Liza Del Sierra. - Une réponse sur le poids relatif de mes productions : je suis principalement diffusée sur Canal+ ; je produis deux des vingt-quatre films qui y sont diffusés chaque année. J'ai fait le choix de travailler peu, mais bien.

Le droit à l'oubli reste une utopie. J'ai moi-même tenté, au moment de l'obtention de mon diplôme d'infirmière, de faire supprimer les contenus piratés sur des plateformes de masse auxquelles je n'ai jamais cédé mes droits à l'image. Mon avocat est toujours sur le coup : il continue d'envoyer un recommandé par semaine... La possibilité du déréférencement existe, mais la procédure est très longue et très fastidieuse.

Pour ce qui est des titres, lorsqu'on se présente sur un tournage, le titre du film figure sur le contrat de travail. Le titre peut certes être amené à changer : j'ai réalisé l'année dernière Petits culs et crustacés et Canal+ a récusé ce titre, lui préférant Un été entre filles. Les diffuseurs, qui connaissent leur marché, ont leur mot à dire. Mais quand le film est piraté et redistribué sous le titre Trois salopes sur la plage, alors que le contenu est très « sage », je ne peux rien faire : malgré les mises en demeure à l'encontre des plateformes, je n'ai aucun moyen de protéger mes productions. L'État ne protège pas mes créations ; je suis pourtant inscrite à la Société des auteurs et compositeurs dramatiques (SACD), je touche des droits de réalisatrice, scénariste, dialoguiste, je remplis mes obligations auprès du Centre national du cinéma et de l'image animée (CNC).

Carmina. - Le droit à l'oubli me paraît impossible dans la configuration actuelle de l'Internet mondial. Cela dit, notre génération et les suivantes en ont conscience ; c'est important. Les choses ont dû être beaucoup plus difficiles pour les générations précédentes - je pense à Ovidie par exemple, qui a signé des contrats pour tourner des films qui devaient être édités sur des VHS diffusées à quelques milliers d'exemplaires et s'est retrouvée, avec l'avènement des tubes, exposée auprès de millions de personnes, ce à quoi elle n'avait pas consenti. Désormais, nous savons qu'un contenu peut devenir viral du jour au lendemain. Beaucoup de ceux qui se lancent dans la pornographie aujourd'hui en ont conscience.

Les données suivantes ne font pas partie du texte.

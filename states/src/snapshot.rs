use std::any::{Any, TypeId, type_name};
use std::collections::BTreeMap;

use crate::{Compute, Error, State};

#[derive(Default)]
struct SnapshotMap {
    inner: BTreeMap<TypeId, Box<dyn Any + Send>>,
}

impl SnapshotMap {
    fn get<T: Any>(&self) -> Option<&T> {
        self.inner
            .get(&TypeId::of::<T>())
            .and_then(|boxed| boxed.downcast_ref::<T>())
    }
}

/// Owned copies of the snapshot-able states and computes, taken at dispatch time.
#[derive(Default)]
pub struct CommandSnapshot {
    states: SnapshotMap,
    computes: SnapshotMap,
}

impl CommandSnapshot {
    pub fn new() -> Self {
        Self::default()
    }

    pub(crate) fn insert_state(&mut self, id: TypeId, value: Box<dyn Any + Send>) {
        self.states.inner.insert(id, value);
    }

    pub(crate) fn insert_compute(&mut self, id: TypeId, value: Box<dyn Any + Send>) {
        self.computes.inner.insert(id, value);
    }

    pub fn try_state<T: State>(&self) -> Result<&T, Error> {
        self.states
            .get::<T>()
            .ok_or_else(|| Error::state_not_found(type_name::<T>(), "CommandSnapshot"))
    }

    pub fn try_compute<T: Compute>(&self) -> Result<&T, Error> {
        self.computes
            .get::<T>()
            .ok_or_else(|| Error::compute_not_found(type_name::<T>(), "CommandSnapshot"))
    }

    /// # Panics
    /// Panics if `T` was not registered or does not provide a snapshot.
    pub fn state<T: State>(&self) -> &T {
        self.try_state::<T>().unwrap_or_else(|e| panic!("{e}"))
    }

    /// # Panics
    /// Panics if `T` was not registered or does not provide a snapshot.
    pub fn compute<T: Compute>(&self) -> &T {
        self.try_compute::<T>().unwrap_or_else(|e| panic!("{e}"))
    }
}
use std::any::{TypeId, type_name};
use std::collections::{BTreeMap, VecDeque};
use std::fmt::{Debug, Formatter};
use std::sync::Arc;

use log::{debug, error, warn};
#[cfg(not(target_arch = "wasm32"))]
use tokio::task::JoinSet;
use tokio_util::sync::CancellationToken;

use crate::{
    Command, CommandFuture, CommandSnapshot, Compute, Error, State, StateRuntime, TaskHandle, TaskId, Updater,
};

struct Slot {
    name: &'static str,
    value: Box<dyn State>,
    revision: u64,
}

impl Slot {
    fn new<T: State>(value: T) -> Self {
        Self {
            name: type_name::<T>(),
            value: Box::new(value),
            revision: 0,
        }
    }
}

/// Owner of every state, compute and command of the application.
///
/// Lives on the UI thread. Async work only talks back through [`Updater`]s, and
/// nothing reaches the slots until [`StateCtx::sync_computes`] runs.
pub struct StateCtx {
    runtime: StateRuntime,

    states: BTreeMap<TypeId, Slot>,
    computes: BTreeMap<TypeId, Slot>,
    commands: BTreeMap<TypeId, Arc<dyn Command>>,

    queue: VecDeque<(TypeId, &'static str)>,
    running: BTreeMap<TypeId, TaskHandle>,
    generation: u64,

    #[cfg(not(target_arch = "wasm32"))]
    tasks: JoinSet<()>,
}

impl Debug for StateCtx {
    fn fmt(&self, f: &mut Formatter<'_>) -> std::fmt::Result {
        f.debug_struct("StateCtx")
            .field("states", &self.states.values().map(|s| s.name).collect::<Vec<_>>())
            .field(
                "computes",
                &self.computes.values().map(|s| s.name).collect::<Vec<_>>(),
            )
            .field("queued", &self.queue.len())
            .field("running", &self.running.len())
            .finish_non_exhaustive()
    }
}

impl Default for StateCtx {
    fn default() -> Self {
        Self::new()
    }
}

impl StateCtx {
    pub fn new() -> Self {
        Self {
            runtime: StateRuntime::new(),
            states: BTreeMap::new(),
            computes: BTreeMap::new(),
            commands: BTreeMap::new(),
            queue: VecDeque::new(),
            running: BTreeMap::new(),
            generation: 0,
            #[cfg(not(target_arch = "wasm32"))]
            tasks: JoinSet::new(),
        }
    }

    pub fn add_state<T: State>(&mut self, state: T) {
        self.states.insert(TypeId::of::<T>(), Slot::new(state));
    }

    pub fn record_compute<T: Compute>(&mut self, compute: T) {
        self.computes.insert(TypeId::of::<T>(), Slot::new(compute));
    }

    pub fn record_command<C: Command>(&mut self, command: C) {
        self.commands.insert(TypeId::of::<C>(), Arc::new(command));
    }

    pub fn try_state<T: State>(&self) -> Result<&T, Error> {
        self.states
            .get(&TypeId::of::<T>())
            .and_then(|slot| slot.value.as_any().downcast_ref::<T>())
            .ok_or_else(|| Error::state_not_found(type_name::<T>(), "StateCtx::state"))
    }

    /// # Panics
    /// Panics if `T` was never added with [`StateCtx::add_state`].
    pub fn state<T: State>(&self) -> &T {
        self.try_state::<T>().unwrap_or_else(|e| panic!("{e}"))
    }

    /// Mutable access for UI-side edits. Bumps the revision of `T`.
    ///
    /// # Panics
    /// Panics if `T` was never added with [`StateCtx::add_state`].
    pub fn state_mut<T: State>(&mut self) -> &mut T {
        let Some(slot) = self.states.get_mut(&TypeId::of::<T>()) else {
            panic!(
                "{}",
                Error::state_not_found(type_name::<T>(), "StateCtx::state_mut")
            );
        };
        slot.revision += 1;
        slot.value
            .as_any_mut()
            .downcast_mut::<T>()
            .unwrap_or_else(|| panic!("slot for {} holds another type", type_name::<T>()))
    }

    pub fn cached<T: Compute>(&self) -> Option<&T> {
        self.computes
            .get(&TypeId::of::<T>())
            .and_then(|slot| slot.value.as_any().downcast_ref::<T>())
    }

    /// How many times `T` has been written. `0` for unknown types.
    pub fn revision<T: State>(&self) -> u64 {
        let id = TypeId::of::<T>();
        self.states
            .get(&id)
            .or_else(|| self.computes.get(&id))
            .map_or(0, |slot| slot.revision)
    }

    /// An unbound updater; its writes are never discarded.
    pub fn updater(&self) -> Updater {
        self.runtime.updater()
    }

    /// Applies every pending update in send order and reaps finished tasks.
    ///
    /// Returns the number of updates applied.
    pub fn sync_computes(&mut self) -> usize {
        self.reap_finished();

        let mut applied = 0;
        for update in self.runtime.drain() {
            let slot = if self.computes.contains_key(&update.id) {
                self.computes.get_mut(&update.id)
            } else {
                self.states.get_mut(&update.id)
            };

            match slot {
                Some(slot) => {
                    slot.value.assign_box(update.value);
                    slot.revision += 1;
                    applied += 1;
                }
                None => warn!("sync_computes: {} is not registered, dropped", update.name),
            }
        }
        applied
    }

    pub fn enqueue_command<C: Command>(&mut self) {
        self.queue.push_back((TypeId::of::<C>(), type_name::<C>()));
    }

    pub fn flush_commands(&mut self) {
        while let Some((id, name)) = self.queue.pop_front() {
            self.spawn_command(id, name);
        }
    }

    pub fn dispatch<C: Command>(&mut self) {
        self.enqueue_command::<C>();
        self.flush_commands();
    }

    /// Cancels the running task of `C`, if any. Returns whether one was running.
    pub fn cancel_command<C: Command>(&mut self) -> bool {
        match self.running.remove(&TypeId::of::<C>()) {
            Some(handle) if !handle.is_finished() => {
                debug!(
                    "cancel_command: cancelling {} (generation {})",
                    type_name::<C>(),
                    handle.id().generation()
                );
                handle.cancel();
                true
            }
            _ => false,
        }
    }

    /// Spawned tasks not yet reaped. Always `0` on wasm32.
    pub fn task_count(&self) -> usize {
        #[cfg(not(target_arch = "wasm32"))]
        {
            self.tasks.len()
        }

        #[cfg(target_arch = "wasm32")]
        {
            0
        }
    }

    #[cfg(not(target_arch = "wasm32"))]
    pub fn task_set_mut(&mut self) -> &mut JoinSet<()> {
        &mut self.tasks
    }

    /// Cancels every running command and waits for the tasks to unwind.
    pub async fn shutdown(&mut self) {
        for (_, handle) in std::mem::take(&mut self.running) {
            handle.cancel();
        }
        self.queue.clear();

        #[cfg(not(target_arch = "wasm32"))]
        while let Some(result) = self.tasks.join_next().await {
            if let Err(e) = result {
                error!("shutdown: task failed: {e}");
            }
        }
    }

    fn snapshot(&self) -> CommandSnapshot {
        let mut snap = CommandSnapshot::new();
        for (id, slot) in &self.states {
            if let Some(value) = slot.value.snapshot() {
                snap.insert_state(*id, value);
            }
        }
        for (id, slot) in &self.computes {
            if let Some(value) = slot.value.snapshot() {
                snap.insert_compute(*id, value);
            }
        }
        snap
    }

    fn spawn_command(&mut self, id: TypeId, name: &'static str) {
        let Some(command) = self.commands.get(&id).map(Arc::clone) else {
            error!(
                "{}",
                Error::command_not_found(name, "StateCtx::flush_commands")
            );
            return;
        };

        if let Some(previous) = self.running.remove(&id) {
            debug!(
                "{name}: superseding generation {}",
                previous.id().generation()
            );
            previous.cancel();
        }

        self.generation += 1;
        let token = CancellationToken::new();
        let handle = TaskHandle::new(TaskId::new(id, self.generation), token.clone());
        let updater = self.runtime.updater().bound_to(token.clone());
        let guard = handle.finish_guard();
        let run = command.run(self.snapshot(), updater, token);
        let future: CommandFuture = Box::pin(async move {
            let _finished = guard;
            run.await;
        });

        debug!("{name}: spawned generation {}", self.generation);
        self.running.insert(id, handle);

        #[cfg(not(target_arch = "wasm32"))]
        self.tasks.spawn(future);

        #[cfg(target_arch = "wasm32")]
        wasm_bindgen_futures::spawn_local(future);
    }

    fn reap_finished(&mut self) {
        #[cfg(not(target_arch = "wasm32"))]
        while let Some(result) = self.tasks.try_join_next() {
            if let Err(e) = result {
                error!("command task failed: {e}");
            }
        }
        self.running.retain(|_, handle| !handle.is_finished());
    }
}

Le DMCA, qui existe aux États-Unis depuis la fin des années 1990, permet assez facilement de signaler les contenus piratés. J'en ai eu l'expérience lorsque j'étais modèle webcam : la quasi-totalité des shows sont captés et les contenus revendus par des pirates informatiques. Pour lutter contre ce genre d'agissements, le DMCA marche très bien : les contenus sont supprimés assez rapidement, en tout cas sur certains tubes.

J'ai beaucoup pratiqué le déréférencement auprès de Google, en signalant les URL de contenus piratés. Google représentant 95 % des recherches sur Internet, cela marche aussi relativement bien : une fois qu'un site ne ressort pas sur Google, il est bien moins visible.

Un mot sur les titres : ceux de mes films figurent dans les contrats que je fais signer. Moi qui cherche à mettre en avant les minorités visibles, je n'embaucherais pas un acteur noir pour ensuite choisir un titre raciste ; ça n'aurait aucun sens. La personne qui tourne avec moi reçoit un mood board avant d'accepter, et le titre est le plus souvent définitif, puisque personne n'a de droit de regard sur mes productions. Il y va du respect des acteurs et des actrices ; le contexte du tournage et le scénario du film participent aussi du caractère éthique du contenu.

Pour ce qui concerne le blocage de gros sites, je n'y suis pas favorable, bien que cette position soit plutôt minoritaire : bloquer les gros tubes peut se retourner contre nous, car cela ne fera que déplacer le trafic. Sur les sites qui, parce qu'ils ont pignon sur rue, ont eu intérêt à nettoyer leur image de marque, les contenus sont très surveillés ; Pornhub a supprimé neuf millions de vidéos en 2019. Je crains donc que le blocage ne se révèle contre-productif et ne profite à des sites moins contrôlés, moins propres. Attention également à ne pas provoquer, par déplacement du trafic, une escalade dans les contenus « limites ».